* _INFORMATION SHOWN_

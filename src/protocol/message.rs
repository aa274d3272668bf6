//! Message taxonomy and wire codec.
//!
//! Every message travels as exactly one frame:
//!
//! ```text
//! ┌───────────────┬───────────┬─────────────────┬──────────────┐
//! │ frame length  │ type code │ header fields   │ body         │
//! │ 8 bytes       │ 1 byte    │ per type        │ remainder    │
//! │ i64 BE,       │           │ i32/i64 BE,     │ opaque bytes │
//! │ counts itself │           │ strings len-    │ (may be      │
//! │               │           │ prefixed (i32)  │  absent)     │
//! └───────────────┴───────────┴─────────────────┴──────────────┘
//! ```
//!
//! All multi-byte integers are big-endian. Strings are UTF-8 with an i32
//! byte-length prefix. Stream-chunk ids are `[i64 stream_id][i32 chunk_index]`.
//!
//! Bodies are never copied on encode: [`Message::encode`] returns the
//! prefixed header and the body as two separate `Bytes` regions, and the
//! frame length prefix is composed over their combined size. On decode the
//! remaining frame bytes are wrapped as the body without copying.

use bytes::{Buf, BufMut, Bytes, BytesMut};

use crate::error::{Result, TransportError};

/// Size of the frame length prefix in bytes.
pub const LENGTH_PREFIX_SIZE: usize = 8;

/// Identifies one chunk within one registered stream.
///
/// Canonical text form is `"{stream_id}_{chunk_index}"`.
#[derive(Debug, Clone, Copy, PartialEq, Eq, Hash)]
pub struct StreamChunkId {
    pub stream_id: u64,
    pub chunk_index: i32,
}

impl StreamChunkId {
    pub fn new(stream_id: u64, chunk_index: i32) -> Self {
        Self {
            stream_id,
            chunk_index,
        }
    }
}

impl std::fmt::Display for StreamChunkId {
    fn fmt(&self, f: &mut std::fmt::Formatter<'_>) -> std::fmt::Result {
        write!(f, "{}_{}", self.stream_id, self.chunk_index)
    }
}

/// The complete message set.
///
/// The set partitions into requests (client to server) and responses
/// (server to client); see [`Message::is_request`]. Since either endpoint
/// may act as both requester and responder, "client" here means whichever
/// side sent the request.
#[derive(Debug, Clone, PartialEq)]
pub enum Message {
    /// Request one chunk from a registered stream.
    ChunkFetchRequest { chunk: StreamChunkId },
    /// Successful chunk delivery.
    ChunkFetchSuccess { chunk: StreamChunkId, body: Bytes },
    /// Chunk could not be served.
    ChunkFetchFailure { chunk: StreamChunkId, error: String },
    /// Opaque RPC expecting exactly one response.
    RpcRequest { request_id: u64, body: Bytes },
    /// Successful RPC reply.
    RpcResponse { request_id: u64, body: Bytes },
    /// RPC failed on the remote side.
    RpcFailure { request_id: u64, error: String },
    /// Open a stream identified by name.
    StreamRequest { stream_id: String },
    /// Stream opened; body carries the stream bytes.
    StreamResponse {
        stream_id: String,
        byte_count: u64,
        body: Bytes,
    },
    /// Stream could not be opened.
    StreamFailure { stream_id: String, error: String },
    /// Fire-and-forget message. No response, no delivery guarantee.
    OneWayMessage { body: Bytes },
    /// Client-to-server data upload: meta is buffered whole, data follows.
    UploadStream {
        request_id: u64,
        meta: Bytes,
        data: Bytes,
    },
}

impl Message {
    /// Single-byte type code carried on the wire.
    pub fn type_code(&self) -> u8 {
        match self {
            Message::ChunkFetchRequest { .. } => 0,
            Message::ChunkFetchSuccess { .. } => 1,
            Message::ChunkFetchFailure { .. } => 2,
            Message::RpcRequest { .. } => 3,
            Message::RpcResponse { .. } => 4,
            Message::RpcFailure { .. } => 5,
            Message::StreamRequest { .. } => 6,
            Message::StreamResponse { .. } => 7,
            Message::StreamFailure { .. } => 8,
            Message::OneWayMessage { .. } => 9,
            Message::UploadStream { .. } => 10,
        }
    }

    /// Whether this message is routed to the request handler (as opposed
    /// to the response handler).
    pub fn is_request(&self) -> bool {
        matches!(
            self,
            Message::ChunkFetchRequest { .. }
                | Message::RpcRequest { .. }
                | Message::StreamRequest { .. }
                | Message::OneWayMessage { .. }
                | Message::UploadStream { .. }
        )
    }

    /// Encode into `(prefixed_header, body)`.
    ///
    /// The header region contains the frame length prefix, the type code,
    /// and the fixed fields. The body region is the message body,
    /// untouched, so the caller can write both with vectored I/O.
    pub fn encode(&self) -> (Bytes, Bytes) {
        let mut header = BytesMut::with_capacity(64);
        // Reserve the prefix slot; patched once the header is complete.
        header.put_i64(0);
        header.put_u8(self.type_code());

        let body = match self {
            Message::ChunkFetchRequest { chunk } => {
                put_chunk_id(&mut header, chunk);
                Bytes::new()
            }
            Message::ChunkFetchSuccess { chunk, body } => {
                put_chunk_id(&mut header, chunk);
                body.clone()
            }
            Message::ChunkFetchFailure { chunk, error } => {
                put_chunk_id(&mut header, chunk);
                put_string(&mut header, error);
                Bytes::new()
            }
            Message::RpcRequest { request_id, body } => {
                header.put_i64(*request_id as i64);
                body.clone()
            }
            Message::RpcResponse { request_id, body } => {
                header.put_i64(*request_id as i64);
                body.clone()
            }
            Message::RpcFailure { request_id, error } => {
                header.put_i64(*request_id as i64);
                put_string(&mut header, error);
                Bytes::new()
            }
            Message::StreamRequest { stream_id } => {
                put_string(&mut header, stream_id);
                Bytes::new()
            }
            Message::StreamResponse {
                stream_id,
                byte_count,
                body,
            } => {
                put_string(&mut header, stream_id);
                header.put_i64(*byte_count as i64);
                body.clone()
            }
            Message::StreamFailure { stream_id, error } => {
                put_string(&mut header, stream_id);
                put_string(&mut header, error);
                Bytes::new()
            }
            Message::OneWayMessage { body } => body.clone(),
            Message::UploadStream {
                request_id,
                meta,
                data,
            } => {
                header.put_i64(*request_id as i64);
                header.put_i32(meta.len() as i32);
                header.put_slice(meta);
                data.clone()
            }
        };

        let frame_len = (header.len() + body.len()) as i64;
        header[..LENGTH_PREFIX_SIZE].copy_from_slice(&frame_len.to_be_bytes());
        (header.freeze(), body)
    }

    /// Decode one frame payload (everything after the length prefix).
    ///
    /// The remaining bytes after the fixed fields become the body without
    /// copying. Unknown type codes and truncated fields are decode errors,
    /// which are fatal to the channel.
    pub fn decode(mut payload: Bytes) -> Result<Message> {
        let code = read_u8(&mut payload)?;
        let message = match code {
            0 => Message::ChunkFetchRequest {
                chunk: read_chunk_id(&mut payload)?,
            },
            1 => Message::ChunkFetchSuccess {
                chunk: read_chunk_id(&mut payload)?,
                body: payload,
            },
            2 => Message::ChunkFetchFailure {
                chunk: read_chunk_id(&mut payload)?,
                error: read_string(&mut payload)?,
            },
            3 => Message::RpcRequest {
                request_id: read_i64(&mut payload)? as u64,
                body: payload,
            },
            4 => Message::RpcResponse {
                request_id: read_i64(&mut payload)? as u64,
                body: payload,
            },
            5 => Message::RpcFailure {
                request_id: read_i64(&mut payload)? as u64,
                error: read_string(&mut payload)?,
            },
            6 => Message::StreamRequest {
                stream_id: read_string(&mut payload)?,
            },
            7 => Message::StreamResponse {
                stream_id: read_string(&mut payload)?,
                byte_count: read_i64(&mut payload)? as u64,
                body: payload,
            },
            8 => Message::StreamFailure {
                stream_id: read_string(&mut payload)?,
                error: read_string(&mut payload)?,
            },
            9 => Message::OneWayMessage { body: payload },
            10 => {
                let request_id = read_i64(&mut payload)? as u64;
                let meta_len = read_i32(&mut payload)?;
                if meta_len < 0 || payload.remaining() < meta_len as usize {
                    return Err(TransportError::Decode(format!(
                        "invalid upload meta length {} ({} bytes remain)",
                        meta_len,
                        payload.remaining()
                    )));
                }
                let meta = payload.split_to(meta_len as usize);
                Message::UploadStream {
                    request_id,
                    meta,
                    data: payload,
                }
            }
            other => {
                return Err(TransportError::Decode(format!(
                    "unknown message type code {other}"
                )))
            }
        };
        Ok(message)
    }
}

fn put_chunk_id(buf: &mut BytesMut, chunk: &StreamChunkId) {
    buf.put_i64(chunk.stream_id as i64);
    buf.put_i32(chunk.chunk_index);
}

fn put_string(buf: &mut BytesMut, s: &str) {
    buf.put_i32(s.len() as i32);
    buf.put_slice(s.as_bytes());
}

fn read_u8(buf: &mut Bytes) -> Result<u8> {
    if buf.remaining() < 1 {
        return Err(truncated("type code"));
    }
    Ok(buf.get_u8())
}

fn read_i32(buf: &mut Bytes) -> Result<i32> {
    if buf.remaining() < 4 {
        return Err(truncated("i32 field"));
    }
    Ok(buf.get_i32())
}

fn read_i64(buf: &mut Bytes) -> Result<i64> {
    if buf.remaining() < 8 {
        return Err(truncated("i64 field"));
    }
    Ok(buf.get_i64())
}

fn read_chunk_id(buf: &mut Bytes) -> Result<StreamChunkId> {
    let stream_id = read_i64(buf)? as u64;
    let chunk_index = read_i32(buf)?;
    Ok(StreamChunkId::new(stream_id, chunk_index))
}

fn read_string(buf: &mut Bytes) -> Result<String> {
    let len = read_i32(buf)?;
    if len < 0 || buf.remaining() < len as usize {
        return Err(TransportError::Decode(format!(
            "invalid string length {} ({} bytes remain)",
            len,
            buf.remaining()
        )));
    }
    let raw = buf.split_to(len as usize);
    String::from_utf8(raw.to_vec())
        .map_err(|e| TransportError::Decode(format!("string is not valid UTF-8: {e}")))
}

fn truncated(what: &str) -> TransportError {
    TransportError::Decode(format!("truncated payload while reading {what}"))
}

* _EXERCISE DIRECTIONS_
Among the lines above, return those that contain the string "impl".

* _RESPONSE BOX_
impl StreamChunkId {
impl std::fmt::Display for StreamChunkId {
impl Message {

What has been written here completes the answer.